La legge 13 luglio 2015 n. 107 (nota come buona scuola) ha introdotto nel nostro ordinamento il lavoro obbligatorio e gratuito, imposto agli studenti del triennio. Per un residuo di tradizione classista, sopravvissuta ai moti del sessantotto, il governo di centrosinistra ha previsto un minimo di 400 ore negli istituti tecnici e di 200 ore nei licei; ma il legislatore ha prudentemente evitato di indicare il massimo di ore consentite, così che per adesione volontaria o in assenza di rifiuto è consentito il superamento della soglia. Pare che quest’anno, a differenza del 2018, l’essersi sottratti al lavoro obbligatorio non precluda l’ammissione all’esame finale, ma rimane comunque un elemento di valutazione e di oggettivo ricatto. Nell’ultimo triennio di scuola media superiore una generazione deve assumere, come valore e come principio, che si può essere obbligati a lavorare, per ordine dell’autorità istituzionale, senza possibilità di fuga. E soprattutto a lavorare gratis, posto che la norma non prevede alcun compenso, anche quando questa istruttiva alternanza si concreta, come spesso accade, in una attività operaia o impiegatizia utilizzata da imprese private che ne ricavano un lucro. Il progetto appare palesemente funzionale a rafforzare l’economia della promessa, addestrando ragazze e ragazzi ad interiorizzare il consenso come legge di natura, ad accettare la condizione servile come razionale, legittima, normale. La scuola insegna, mediante il meccanismo di cosiddetta alternanza, a concepire l’accesso al lavoro non come una necessità del capitalismo finanziarizzato per accumulare profitto, ma come un premio e un privilegio, da conseguire mediante la competizione. L’avversario, in questo percorso, è rappresentato dagli altri precari, non più dalla struttura organizzata d’impresa. L’intera rete di cooperazione sociale, quella che consente di creare ricchezza, rimane così espropriata e sottratta ai singoli soggetti che, rimanendo frammentati e soli, non intravedono neppure la possibilità di usarla in altro modo e secondo modi alternativi. Manca una coscienza di classe, direbbero i marxisti ortodossi.

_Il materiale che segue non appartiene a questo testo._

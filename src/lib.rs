// =============================================================================
// candle-sync: data synchronization core for live price charts
// =============================================================================
//
// Fetches historical candles from one of several market-data providers,
// attaches to the provider's live feed, merges ticks into an ordered series
// and keeps moving-average lines in step with it.

pub mod error;
pub mod indicators;
pub mod market_data;
pub mod providers;
pub mod runtime_config;
pub mod session;
pub mod types;

pub use error::SyncError;
pub use session::{ChartService, ChartSnapshot, LoadState, LoadTicket};
pub use types::{Candle, LinePoint, ProviderId, Timeframe};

La folla studentesca si affianca ad una figura ormai presente in tutte le grandi imprese, di produzione materiale e di produzione immateriale, quella di stagista. La normativa attuale è ferma nel negare che la prestazione resa da questi soggetti possa essere ricondotta al contratto di lavoro; con terminologia creativa viene definita negli atti amministrativi come un percorso formativo. Potenza delle parole! Per essere ingaggiati quali stagisti non esiste alcun limite di età e neppure il conseguimento di una qualifica; lo scopo di questo percorso, spesso prolungato con qualche stratagemma burocratico, è quello di preparare l’ingresso, o magari il rientro, nel libero mercato del lavoro. Per preparare bene la manodopera ad accettare le nuove regole del mercato abbiamo una forbice di corrispettivo che varia da 300 a 800 euro mensili.

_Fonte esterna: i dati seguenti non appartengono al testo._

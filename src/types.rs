// =============================================================================
// Shared types used across the candle synchronization core
// =============================================================================

use std::fmt;
use std::str::FromStr;

use serde::{Deserialize, Serialize};

use crate::error::SyncError;

/// A single OHLCV candle, normalized across providers.
///
/// `time` is the bucket start in UTC seconds. Within one series it is strictly
/// increasing.
#[derive(Debug, Clone, Copy, PartialEq, Serialize, Deserialize)]
pub struct Candle {
    pub time: i64,
    pub open: f64,
    pub high: f64,
    pub low: f64,
    pub close: f64,
    #[serde(default)]
    pub volume: Option<f64>,
}

impl Candle {
    pub fn new(time: i64, open: f64, high: f64, low: f64, close: f64, volume: Option<f64>) -> Self {
        Self {
            time,
            open,
            high,
            low,
            close,
            volume,
        }
    }

    /// True when every price field is a finite number.
    pub fn is_finite(&self) -> bool {
        self.open.is_finite() && self.high.is_finite() && self.low.is_finite() && self.close.is_finite()
    }
}

/// One point of a derived line series (moving average output).
#[derive(Debug, Clone, Copy, PartialEq, Serialize, Deserialize)]
pub struct LinePoint {
    pub time: i64,
    pub value: f64,
}

// =============================================================================
// Timeframe
// =============================================================================

/// Candle bucket width.
#[derive(Debug, Clone, Copy, PartialEq, Eq, Hash, Serialize, Deserialize)]
pub enum Timeframe {
    #[serde(rename = "1m")]
    M1,
    #[serde(rename = "3m")]
    M3,
    #[serde(rename = "5m")]
    M5,
    #[serde(rename = "15m")]
    M15,
    #[serde(rename = "30m")]
    M30,
    #[serde(rename = "1h")]
    H1,
    #[serde(rename = "2h")]
    H2,
    #[serde(rename = "4h")]
    H4,
    #[serde(rename = "6h")]
    H6,
    #[serde(rename = "8h")]
    H8,
    #[serde(rename = "12h")]
    H12,
    #[serde(rename = "1d")]
    D1,
    #[serde(rename = "3d")]
    D3,
    #[serde(rename = "1w")]
    W1,
    #[serde(rename = "1M")]
    Mo1,
}

impl Timeframe {
    pub const ALL: [Timeframe; 15] = [
        Self::M1,
        Self::M3,
        Self::M5,
        Self::M15,
        Self::M30,
        Self::H1,
        Self::H2,
        Self::H4,
        Self::H6,
        Self::H8,
        Self::H12,
        Self::D1,
        Self::D3,
        Self::W1,
        Self::Mo1,
    ];

    /// Canonical short label (`"1m"`, `"4h"`, `"1M"`...). This is also the
    /// Binance / BingX interval vocabulary.
    pub fn as_str(&self) -> &'static str {
        match self {
            Self::M1 => "1m",
            Self::M3 => "3m",
            Self::M5 => "5m",
            Self::M15 => "15m",
            Self::M30 => "30m",
            Self::H1 => "1h",
            Self::H2 => "2h",
            Self::H4 => "4h",
            Self::H6 => "6h",
            Self::H8 => "8h",
            Self::H12 => "12h",
            Self::D1 => "1d",
            Self::D3 => "3d",
            Self::W1 => "1w",
            Self::Mo1 => "1M",
        }
    }

    /// Nominal bucket width in seconds. Months are approximated as 30 days.
    pub fn seconds(&self) -> i64 {
        const MIN: i64 = 60;
        const HOUR: i64 = 60 * MIN;
        const DAY: i64 = 24 * HOUR;
        match self {
            Self::M1 => MIN,
            Self::M3 => 3 * MIN,
            Self::M5 => 5 * MIN,
            Self::M15 => 15 * MIN,
            Self::M30 => 30 * MIN,
            Self::H1 => HOUR,
            Self::H2 => 2 * HOUR,
            Self::H4 => 4 * HOUR,
            Self::H6 => 6 * HOUR,
            Self::H8 => 8 * HOUR,
            Self::H12 => 12 * HOUR,
            Self::D1 => DAY,
            Self::D3 => 3 * DAY,
            Self::W1 => 7 * DAY,
            Self::Mo1 => 30 * DAY,
        }
    }

    /// Floor `ts` (UTC seconds) to the start of its bucket.
    ///
    /// Weekly and monthly buckets are calendar-anchored by each provider, so the
    /// provider's own open time is kept unchanged for those.
    pub fn align(&self, ts: i64) -> i64 {
        match self {
            Self::W1 | Self::Mo1 => ts,
            _ => ts - ts.rem_euclid(self.seconds()),
        }
    }
}

impl fmt::Display for Timeframe {
    fn fmt(&self, f: &mut fmt::Formatter<'_>) -> fmt::Result {
        f.write_str(self.as_str())
    }
}

impl FromStr for Timeframe {
    type Err = SyncError;

    /// Case-sensitive only where it matters: `"1M"` is a month, `"1m"` a minute.
    fn from_str(s: &str) -> Result<Self, Self::Err> {
        let trimmed = s.trim();
        if let Some(tf) = Self::ALL.iter().find(|tf| tf.as_str() == trimmed) {
            return Ok(*tf);
        }
        // Accept upper-case spellings of the unambiguous labels ("1H", "4H", "1D", "1W").
        let lower = trimmed.to_ascii_lowercase();
        Self::ALL
            .iter()
            .find(|tf| **tf != Self::Mo1 && !tf.as_str().ends_with('m') && tf.as_str() == lower)
            .copied()
            .ok_or_else(|| SyncError::UnsupportedTimeframe {
                provider: "any".to_string(),
                timeframe: trimmed.to_string(),
            })
    }
}

// =============================================================================
// Provider identity
// =============================================================================

/// Discriminant of the supported market-data providers.
#[derive(Debug, Clone, Copy, PartialEq, Eq, Hash, Serialize, Deserialize)]
#[serde(rename_all = "lowercase")]
pub enum ProviderId {
    Binance,
    BingX,
    Fmp,
    AlphaVantage,
    Oanda,
}

impl ProviderId {
    pub fn as_str(&self) -> &'static str {
        match self {
            Self::Binance => "binance",
            Self::BingX => "bingx",
            Self::Fmp => "fmp",
            Self::AlphaVantage => "alphavantage",
            Self::Oanda => "oanda",
        }
    }
}

impl fmt::Display for ProviderId {
    fn fmt(&self, f: &mut fmt::Formatter<'_>) -> fmt::Result {
        f.write_str(self.as_str())
    }
}

impl FromStr for ProviderId {
    type Err = anyhow::Error;

    fn from_str(s: &str) -> Result<Self, Self::Err> {
        match s.trim().to_ascii_lowercase().as_str() {
            "binance" => Ok(Self::Binance),
            "bingx" => Ok(Self::BingX),
            "fmp" => Ok(Self::Fmp),
            "alphavantage" | "alpha_vantage" => Ok(Self::AlphaVantage),
            "oanda" => Ok(Self::Oanda),
            other => anyhow::bail!("unknown provider: {other}"),
        }
    }
}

Si potrebbe obiettare, direte voi, che l’art. 36 della nostra Costituzione impone di versare una retribuzione sufficiente ad assicurare una esistenza libera e dignitosa; per giunta la Corte di Cassazione ha sempre affermato che si tratta di una disposizione precettiva, non semplicemente programmatica, dunque trova applicazione immediata, è vincolante. Ma questo, rispondono con una sola voce destra e sinistra, vale solo per il contratto di lavoro, non per il percorso che precede l’arrivo al traguardo. Chi è lavoratore lo decide il governo, su proposta dell’unione industriali. Il paria stagista non ha diritti, non è lavoratore, non ha diritto al versamento contributivo, alle ferie, alla tredicesima, al trattamento fine rapporto. Deve imparare a tacere, a piegarsi, a sottomettersi. Il percorso sfugge alla contrattazione nazionale, viene disciplinato su base regionale. La Regione Lombardia, ad esempio, nel giugno 2018 ha autorizzato, con il consenso sindacale, percorsi fino a un anno di durata con un rimborso di 500 euro mensili. I tecnici della Regione Lombardia hanno chiarito che l’anno passato  sono stati 75.000 i percorsi formativi individuali e che, per non essere “sommersi da tonnellate di carta” non  è più necessario inviare la convenzione in copia, per sottoporla a controllo pubblico; basta tenere i documenti a portata di mano in caso di arrivo degli ispettori. Nella sola Lombardia dunque sono stati utilizzati nel 2018 75.000 paria pagati 500 euro al mese!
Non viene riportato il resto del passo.